Recently there has been a uptick in adoption of the Serverless inference architecture with BBC iPlayer using Tensorflow and benchmarks extending my previous work with Apache MXNet on Lambda.

I was surprised to find that another popular deep learning framework Keras didn’t have a lot of content on this. While these Keras — Theano focused blogs have existed for a few months: Creating Keras Theano Package and GCC optimized Theano environment. But unfortunately on Sept 28, Theano maintainers decided to shut down support for it. Which prompted users thinking longer term to use other supported backends like Tensorflow, MXNet and CNTK.

As a start I was looking for a Tensorflow backend project to benchmark performance and found this fantastic project package. Others to follow soon

p.s he’s got several other Lambda packs, thanks ryfeus, you rock!

Unfortunately the focus here seems to be on training, which isn’t the ideal setting for AWS Lambda or Serverless platforms which happen to be stateless and often time constrained. The timeout on AWS Lambda currently is 5mins, and that’s not enough time to train any large deep learning network. Theoretically sounds like something awesome and we’d all like to get there, but the most immediate application could be to train smaller networks on AWS Lambda and leverage it for HPO. Matt Wood and I wrote a blog diving deeper on this topic of Serverless AI and HPO an year ago.

Now that we have the background, lets dive in to the fun part. AWS Lambda currently has a limitation on code package size of 50MB compressed. This means that we can’t package all the goodies needed for our task, so its time to get creative. Below are the enhancements/ issues that I fixed:

  • The above package doesn’t have h5py, which is how Keras saves is model by default.
  • We can’t use the keras.preprocessing as it requires Scipy. (Love Scipy, but its 175MB uncompressed!), so lets use the light weight PIL library for image processing.
  • A few code alterations to make it compatible with the versions of TF and Keras. replace “require_flatten” to “include_top” in the function _obtain_input_shape in keras/applications/imagenet_utils.py
  • Most important step is to use the ‘strip’ command to reduce the binary file size for the shared objects.
pip install h5py 
pip install pillow
# replace function param
sed -i -e 's/require_flatten/include_top/g' keras/applications/imagenet_utils.py
# Lets make those binaries lean
find ./ -name “*.so” | xargs strip
# Also remove those .pyc files
find . -name \*.pyc -delete

Don’t worry about copy/paste, the code is here, clone, contribute, extend and be Serverlesss !!

All set, lets see how fast we can run this with SqueezeNet which is an ideal network suited for memory constrained environments.
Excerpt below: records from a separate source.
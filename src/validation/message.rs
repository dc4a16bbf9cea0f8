//! Message rendering for violations. Bundle lookup is pluggable through [`MessageFormatter`].

use serde_json::Value;
use std::fmt;

/// Language tag a violation message is rendered for (`en`, `fr-CA`, ...).
#[derive(Clone, Debug, PartialEq, Eq, Hash)]
pub struct Locale(String);

pub const DEFAULT_LOCALE: &str = "en";

impl Locale {
    pub fn new(tag: impl Into<String>) -> Self {
        let tag = tag.into();
        let tag = tag.trim();
        if tag.is_empty() {
            Self::default()
        } else {
            Self(tag.to_string())
        }
    }

    pub fn as_str(&self) -> &str {
        &self.0
    }

    /// Primary language subtag: `fr` for `fr-CA`.
    pub fn language(&self) -> &str {
        self.0.split(['-', '_']).next().unwrap_or(&self.0)
    }
}

impl Default for Locale {
    fn default() -> Self {
        Self(DEFAULT_LOCALE.to_string())
    }
}

impl fmt::Display for Locale {
    fn fmt(&self, f: &mut fmt::Formatter<'_>) -> fmt::Result {
        f.write_str(&self.0)
    }
}

pub trait MessageFormatter: Send + Sync {
    /// Render a violation message. `args[0]` is the field name, the rest are rule arguments.
    fn format(&self, message_key: &str, default_message: &str, args: &[Value], locale: &Locale) -> String;
}

/// Substitutes `{0}`, `{1}`, ... in the default message. Ignores the locale.
#[derive(Clone, Copy, Debug, Default)]
pub struct DefaultMessageFormatter;

impl MessageFormatter for DefaultMessageFormatter {
    fn format(&self, _message_key: &str, default_message: &str, args: &[Value], _locale: &Locale) -> String {
        substitute(default_message, args)
    }
}

pub fn substitute(template: &str, args: &[Value]) -> String {
    let mut out = template.to_string();
    for (i, arg) in args.iter().enumerate() {
        let rendered = match arg {
            Value::String(s) => s.clone(),
            other => other.to_string(),
        };
        out = out.replace(&format!("{{{}}}", i), &rendered);
    }
    out
}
While you may be able to package the SqueezeNet model with the Lambda package, this wouldn’t be possible for most models with the current package size limitations. Hence, the recommended architecture is to download the model outside the context handler and keep it in memory for subsequent calls.

A quick sanity benchmark using wrk from San Francisco to our endpoint in us-west-2:

sunil$ wrk -c 40 -t 8 URL

Avg Latency 377.93ms
Std Deviation: 94.76ms
Max: 959.72ms
1028 requests in 10.10s, 773.25KB read
Requests/sec: 101.76

not bad, ~370ms latency for warmed up Lambda function with container memory size 1536 isn’t bad at all, will post benchmark on deeper nets soon.

* If you try and benchmark with other frameworks please make sure to compare with the same network architecture in their native framework implementation.

Getting Started:

As you can see this is a very viable option, so please give it a spin. Use this Jupyter notebook to code, extend and deploy a Serverless application using Serverless Application Model (SAM) with ease.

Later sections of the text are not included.